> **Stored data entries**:
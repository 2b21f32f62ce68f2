//! Fire-and-forget background work, drained at session boundaries.

use std::future::Future;
use std::sync::atomic::{AtomicU64, Ordering};
use std::time::Duration;

use tracing::debug;

use crate::tracker::TaskTracker;

/// Tracks background hook executions so a session can drain them before
/// it ends instead of abandoning them mid-flight.
#[derive(Debug, Default)]
pub struct BackgroundTracker {
    tasks: TaskTracker,
    next_id: AtomicU64,
}

impl BackgroundTracker {
    /// Create an empty tracker.
    #[must_use]
    pub fn new() -> Self {
        Self {
            tasks: TaskTracker::new(),
            next_id: AtomicU64::new(0),
        }
    }

    /// Spawn a background unit of work under a generated name.
    pub fn spawn<F>(&self, future: F)
    where
        F: Future<Output = ()> + Send + 'static,
    {
        let id = self.next_id.fetch_add(1, Ordering::Relaxed);
        self.tasks.track(format!("hook-{id}"), future);
    }

    /// Number of background tasks still running.
    #[must_use]
    pub fn pending_count(&self) -> usize {
        self.tasks.pending_count()
    }

    /// Wait for all background tasks with no bound.
    pub async fn drain_all(&self) {
        let _ = self.tasks.wait_for_all(None).await;
    }

    /// Wait for all background tasks, bounded by `timeout`.
    ///
    /// Returns `true` when everything settled. On `false` the stragglers
    /// keep running; the caller decides whether that matters.
    pub async fn drain_with_timeout(&self, timeout: Duration) -> bool {
        let drained = self.tasks.wait_for_all(Some(timeout)).await;
        if !drained {
            debug!(
                pending = self.tasks.pending_count(),
                "background drain timed out with tasks still running"
            );
        }
        drained
    }
}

> **Your assignment**: Keep to the lines above, from the first one through the line where "pub struct BackgroundTracker" appears, and copy them exactly.

> **Result**:
repository 2b21f32f62ce68f2
//! Fire-and-forget background work, drained at session boundaries.

use std::future::Future;
use std::sync::atomic::{AtomicU64, Ordering};
use std::time::Duration;

use tracing::debug;

use crate::tracker::TaskTracker;

/// Tracks background hook executions so a session can drain them before
/// it ends instead of abandoning them mid-flight.
#[derive(Debug, Default)]
pub struct BackgroundTracker {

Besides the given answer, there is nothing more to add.